▸ Exercise:
Each and every line of the data must appear exactly as given.

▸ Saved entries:
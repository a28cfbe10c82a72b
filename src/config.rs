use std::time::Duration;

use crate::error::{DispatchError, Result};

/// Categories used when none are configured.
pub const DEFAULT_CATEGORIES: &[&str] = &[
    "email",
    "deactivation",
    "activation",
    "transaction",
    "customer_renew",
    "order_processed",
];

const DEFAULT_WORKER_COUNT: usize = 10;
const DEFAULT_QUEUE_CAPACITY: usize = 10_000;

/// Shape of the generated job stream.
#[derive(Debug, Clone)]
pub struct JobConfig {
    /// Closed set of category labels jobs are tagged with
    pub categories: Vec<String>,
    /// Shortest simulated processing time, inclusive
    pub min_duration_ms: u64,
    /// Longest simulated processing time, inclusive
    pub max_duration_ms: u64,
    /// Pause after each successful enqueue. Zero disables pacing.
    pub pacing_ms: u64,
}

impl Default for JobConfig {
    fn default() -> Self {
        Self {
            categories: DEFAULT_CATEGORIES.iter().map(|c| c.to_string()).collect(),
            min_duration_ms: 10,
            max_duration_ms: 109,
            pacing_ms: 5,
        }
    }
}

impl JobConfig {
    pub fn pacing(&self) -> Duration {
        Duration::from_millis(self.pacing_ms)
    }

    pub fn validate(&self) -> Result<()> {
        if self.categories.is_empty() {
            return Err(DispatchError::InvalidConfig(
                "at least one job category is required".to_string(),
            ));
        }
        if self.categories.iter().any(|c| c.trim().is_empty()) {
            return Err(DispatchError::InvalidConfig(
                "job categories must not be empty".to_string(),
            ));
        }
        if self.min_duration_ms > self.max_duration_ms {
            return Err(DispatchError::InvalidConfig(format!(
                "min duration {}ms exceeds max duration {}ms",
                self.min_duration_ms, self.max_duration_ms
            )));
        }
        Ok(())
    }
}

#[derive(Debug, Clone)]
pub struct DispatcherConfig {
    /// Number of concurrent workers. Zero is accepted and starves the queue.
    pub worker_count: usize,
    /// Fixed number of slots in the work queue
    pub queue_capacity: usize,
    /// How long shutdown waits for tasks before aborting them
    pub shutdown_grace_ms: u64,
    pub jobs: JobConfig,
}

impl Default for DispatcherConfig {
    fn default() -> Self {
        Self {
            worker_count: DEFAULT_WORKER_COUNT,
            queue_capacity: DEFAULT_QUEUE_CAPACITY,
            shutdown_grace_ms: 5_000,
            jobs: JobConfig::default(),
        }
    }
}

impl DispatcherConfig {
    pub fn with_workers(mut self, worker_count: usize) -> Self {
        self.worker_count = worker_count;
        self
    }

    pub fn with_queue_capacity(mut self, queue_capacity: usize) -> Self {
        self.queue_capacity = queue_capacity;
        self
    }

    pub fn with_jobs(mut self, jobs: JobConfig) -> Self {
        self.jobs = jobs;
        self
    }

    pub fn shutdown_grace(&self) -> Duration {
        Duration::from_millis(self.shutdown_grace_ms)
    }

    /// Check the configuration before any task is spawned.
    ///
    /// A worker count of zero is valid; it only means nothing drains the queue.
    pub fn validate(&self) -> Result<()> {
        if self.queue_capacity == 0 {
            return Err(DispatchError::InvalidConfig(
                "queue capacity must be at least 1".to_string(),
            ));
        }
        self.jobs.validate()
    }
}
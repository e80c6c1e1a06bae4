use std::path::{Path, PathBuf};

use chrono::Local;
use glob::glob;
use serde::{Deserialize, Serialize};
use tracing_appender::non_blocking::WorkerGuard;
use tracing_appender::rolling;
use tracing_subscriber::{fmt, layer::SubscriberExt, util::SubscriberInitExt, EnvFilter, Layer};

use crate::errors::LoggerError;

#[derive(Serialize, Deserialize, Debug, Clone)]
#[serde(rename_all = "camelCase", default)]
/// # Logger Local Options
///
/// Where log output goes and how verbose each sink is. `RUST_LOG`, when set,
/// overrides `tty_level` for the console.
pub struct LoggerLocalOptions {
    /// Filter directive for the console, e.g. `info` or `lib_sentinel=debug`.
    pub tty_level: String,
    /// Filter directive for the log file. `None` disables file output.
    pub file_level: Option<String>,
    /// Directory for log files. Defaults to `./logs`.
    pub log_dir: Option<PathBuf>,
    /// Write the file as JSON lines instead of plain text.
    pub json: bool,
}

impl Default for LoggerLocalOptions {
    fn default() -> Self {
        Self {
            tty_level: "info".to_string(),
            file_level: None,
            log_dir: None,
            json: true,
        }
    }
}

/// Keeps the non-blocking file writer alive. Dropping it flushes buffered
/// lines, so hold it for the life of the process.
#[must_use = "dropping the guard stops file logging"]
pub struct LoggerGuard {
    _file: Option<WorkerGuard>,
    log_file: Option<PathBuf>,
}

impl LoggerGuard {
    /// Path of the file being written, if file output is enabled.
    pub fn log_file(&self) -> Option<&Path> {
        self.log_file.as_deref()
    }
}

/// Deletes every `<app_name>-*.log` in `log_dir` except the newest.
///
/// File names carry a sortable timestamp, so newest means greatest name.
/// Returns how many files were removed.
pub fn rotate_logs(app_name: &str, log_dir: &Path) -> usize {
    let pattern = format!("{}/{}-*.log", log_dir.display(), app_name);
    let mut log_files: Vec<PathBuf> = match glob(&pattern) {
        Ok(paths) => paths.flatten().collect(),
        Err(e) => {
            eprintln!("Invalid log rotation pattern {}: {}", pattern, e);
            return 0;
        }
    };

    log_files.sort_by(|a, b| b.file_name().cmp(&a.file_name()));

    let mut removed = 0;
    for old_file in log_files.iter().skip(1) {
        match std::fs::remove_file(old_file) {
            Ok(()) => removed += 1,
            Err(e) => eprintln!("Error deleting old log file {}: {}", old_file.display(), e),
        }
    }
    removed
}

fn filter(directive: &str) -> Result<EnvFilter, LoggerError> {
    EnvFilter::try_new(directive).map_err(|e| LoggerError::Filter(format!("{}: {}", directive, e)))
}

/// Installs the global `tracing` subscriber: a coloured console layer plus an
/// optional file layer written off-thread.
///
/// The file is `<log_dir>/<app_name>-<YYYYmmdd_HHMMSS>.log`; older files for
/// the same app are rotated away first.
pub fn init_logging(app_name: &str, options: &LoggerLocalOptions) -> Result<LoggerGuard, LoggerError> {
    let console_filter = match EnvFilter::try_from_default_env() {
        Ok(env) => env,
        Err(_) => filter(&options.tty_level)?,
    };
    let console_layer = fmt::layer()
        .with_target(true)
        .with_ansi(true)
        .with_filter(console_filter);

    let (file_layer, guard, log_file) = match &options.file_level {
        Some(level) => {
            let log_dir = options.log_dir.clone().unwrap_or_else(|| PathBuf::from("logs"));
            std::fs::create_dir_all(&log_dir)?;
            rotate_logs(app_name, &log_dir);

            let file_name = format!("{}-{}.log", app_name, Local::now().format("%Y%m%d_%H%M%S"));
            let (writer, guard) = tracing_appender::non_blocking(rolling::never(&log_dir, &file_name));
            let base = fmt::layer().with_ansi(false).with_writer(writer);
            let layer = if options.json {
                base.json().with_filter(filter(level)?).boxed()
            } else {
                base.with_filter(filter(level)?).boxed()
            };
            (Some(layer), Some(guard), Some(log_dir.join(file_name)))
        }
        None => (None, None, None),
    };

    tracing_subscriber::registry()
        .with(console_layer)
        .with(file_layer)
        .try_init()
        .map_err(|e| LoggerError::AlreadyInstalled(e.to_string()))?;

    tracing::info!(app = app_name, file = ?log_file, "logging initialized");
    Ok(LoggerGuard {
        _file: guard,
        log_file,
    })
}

▸ Reply:
repository a28cfbe10c82a72b
filename src/config.rs
use std::time::Duration;

use crate::error::{DispatchError, Result};

/// Categories used when none are configured.
pub const DEFAULT_CATEGORIES: &[&str] = &[
    "email",
    "deactivation",
    "activation",
    "transaction",
    "customer_renew",
    "order_processed",
];

const DEFAULT_WORKER_COUNT: usize = 10;
const DEFAULT_QUEUE_CAPACITY: usize = 10_000;

/// Shape of the generated job stream.
#[derive(Debug, Clone)]
pub struct JobConfig {
    /// Closed set of category labels jobs are tagged with
    pub categories: Vec<String>,
    /// Shortest simulated processing time, inclusive
    pub min_duration_ms: u64,
    /// Longest simulated processing time, inclusive
    pub max_duration_ms: u64,
    /// Pause after each successful enqueue. Zero disables pacing.
    pub pacing_ms: u64,
}

impl Default for JobConfig {
    fn default() -> Self {
        Self {
            categories: DEFAULT_CATEGORIES.iter().map(|c| c.to_string()).collect(),
            min_duration_ms: 10,
            max_duration_ms: 109,
            pacing_ms: 5,
        }
    }
}

impl JobConfig {
    pub fn pacing(&self) -> Duration {
        Duration::from_millis(self.pacing_ms)
    }

    pub fn validate(&self) -> Result<()> {
        if self.categories.is_empty() {
            return Err(DispatchError::InvalidConfig(
                "at least one job category is required".to_string(),
            ));
        }
        if self.categories.iter().any(|c| c.trim().is_empty()) {
            return Err(DispatchError::InvalidConfig(
                "job categories must not be empty".to_string(),
            ));
        }
        if self.min_duration_ms > self.max_duration_ms {
            return Err(DispatchError::InvalidConfig(format!(
                "min duration {}ms exceeds max duration {}ms",
                self.min_duration_ms, self.max_duration_ms
            )));
        }
        Ok(())
    }
}

#[derive(Debug, Clone)]
pub struct DispatcherConfig {
    /// Number of concurrent workers. Zero is accepted and starves the queue.
    pub worker_count: usize,
    /// Fixed number of slots in the work queue
    pub queue_capacity: usize,
    /// How long shutdown waits for tasks before aborting them
    pub shutdown_grace_ms: u64,
    pub jobs: JobConfig,
}

impl Default for DispatcherConfig {
    fn default() -> Self {
        Self {
            worker_count: DEFAULT_WORKER_COUNT,
            queue_capacity: DEFAULT_QUEUE_CAPACITY,
            shutdown_grace_ms: 5_000,
            jobs: JobConfig::default(),
        }
    }
}

impl DispatcherConfig {
    pub fn with_workers(mut self, worker_count: usize) -> Self {
        self.worker_count = worker_count;
        self
    }

    pub fn with_queue_capacity(mut self, queue_capacity: usize) -> Self {
        self.queue_capacity = queue_capacity;
        self
    }

    pub fn with_jobs(mut self, jobs: JobConfig) -> Self {
        self.jobs = jobs;
        self
    }

    pub fn shutdown_grace(&self) -> Duration {
        Duration::from_millis(self.shutdown_grace_ms)
    }

    /// Check the configuration before any task is spawned.
    ///
    /// A worker count of zero is valid; it only means nothing drains the queue.
    pub fn validate(&self) -> Result<()> {
        if self.queue_capacity == 0 {
            return Err(DispatchError::InvalidConfig(
                "queue capacity must be at least 1".to_string(),
            ));
        }
        self.jobs.validate()
    }
}
repository e80c6c1e1a06bae4
use std::path::{Path, PathBuf};

use chrono::Local;
use glob::glob;
use serde::{Deserialize, Serialize};
use tracing_appender::non_blocking::WorkerGuard;
use tracing_appender::rolling;
use tracing_subscriber::{fmt, layer::SubscriberExt, util::SubscriberInitExt, EnvFilter, Layer};

use crate::errors::LoggerError;

#[derive(Serialize, Deserialize, Debug, Clone)]
#[serde(rename_all = "camelCase", default)]
/// # Logger Local Options
///
/// Where log output goes and how verbose each sink is. `RUST_LOG`, when set,
/// overrides `tty_level` for the console.
pub struct LoggerLocalOptions {
    /// Filter directive for the console, e.g. `info` or `lib_sentinel=debug`.
    pub tty_level: String,
    /// Filter directive for the log file. `None` disables file output.
    pub file_level: Option<String>,
    /// Directory for log files. Defaults to `./logs`.
    pub log_dir: Option<PathBuf>,
    /// Write the file as JSON lines instead of plain text.
    pub json: bool,
}

impl Default for LoggerLocalOptions {
    fn default() -> Self {
        Self {
            tty_level: "info".to_string(),
            file_level: None,
            log_dir: None,
            json: true,
        }
    }
}

/// Keeps the non-blocking file writer alive. Dropping it flushes buffered
/// lines, so hold it for the life of the process.
#[must_use = "dropping the guard stops file logging"]
pub struct LoggerGuard {
    _file: Option<WorkerGuard>,
    log_file: Option<PathBuf>,
}

impl LoggerGuard {
    /// Path of the file being written, if file output is enabled.
    pub fn log_file(&self) -> Option<&Path> {
        self.log_file.as_deref()
    }
}

/// Deletes every `<app_name>-*.log` in `log_dir` except the newest.
///
/// File names carry a sortable timestamp, so newest means greatest name.
/// Returns how many files were removed.
pub fn rotate_logs(app_name: &str, log_dir: &Path) -> usize {
    let pattern = format!("{}/{}-*.log", log_dir.display(), app_name);
    let mut log_files: Vec<PathBuf> = match glob(&pattern) {
        Ok(paths) => paths.flatten().collect(),
        Err(e) => {
            eprintln!("Invalid log rotation pattern {}: {}", pattern, e);
            return 0;
        }
    };

    log_files.sort_by(|a, b| b.file_name().cmp(&a.file_name()));

    let mut removed = 0;
    for old_file in log_files.iter().skip(1) {
        match std::fs::remove_file(old_file) {
            Ok(()) => removed += 1,
            Err(e) => eprintln!("Error deleting old log file {}: {}", old_file.display(), e),
        }
    }
    removed
}

fn filter(directive: &str) -> Result<EnvFilter, LoggerError> {
    EnvFilter::try_new(directive).map_err(|e| LoggerError::Filter(format!("{}: {}", directive, e)))
}

/// Installs the global `tracing` subscriber: a coloured console layer plus an
/// optional file layer written off-thread.
///
/// The file is `<log_dir>/<app_name>-<YYYYmmdd_HHMMSS>.log`; older files for
/// the same app are rotated away first.
pub fn init_logging(app_name: &str, options: &LoggerLocalOptions) -> Result<LoggerGuard, LoggerError> {
    let console_filter = match EnvFilter::try_from_default_env() {
        Ok(env) => env,
        Err(_) => filter(&options.tty_level)?,
    };
    let console_layer = fmt::layer()
        .with_target(true)
        .with_ansi(true)
        .with_filter(console_filter);

    let (file_layer, guard, log_file) = match &options.file_level {
        Some(level) => {
            let log_dir = options.log_dir.clone().unwrap_or_else(|| PathBuf::from("logs"));
            std::fs::create_dir_all(&log_dir)?;
            rotate_logs(app_name, &log_dir);

            let file_name = format!("{}-{}.log", app_name, Local::now().format("%Y%m%d_%H%M%S"));
            let (writer, guard) = tracing_appender::non_blocking(rolling::never(&log_dir, &file_name));
            let base = fmt::layer().with_ansi(false).with_writer(writer);
            let layer = if options.json {
                base.json().with_filter(filter(level)?).boxed()
            } else {
                base.with_filter(filter(level)?).boxed()
            };
            (Some(layer), Some(guard), Some(log_dir.join(file_name)))
        }
        None => (None, None, None),
    };

    tracing_subscriber::registry()
        .with(console_layer)
        .with(file_layer)
        .try_init()
        .map_err(|e| LoggerError::AlreadyInstalled(e.to_string()))?;

    tracing::info!(app = app_name, file = ?log_file, "logging initialized");
    Ok(LoggerGuard {
        _file: guard,
        log_file,
    })
}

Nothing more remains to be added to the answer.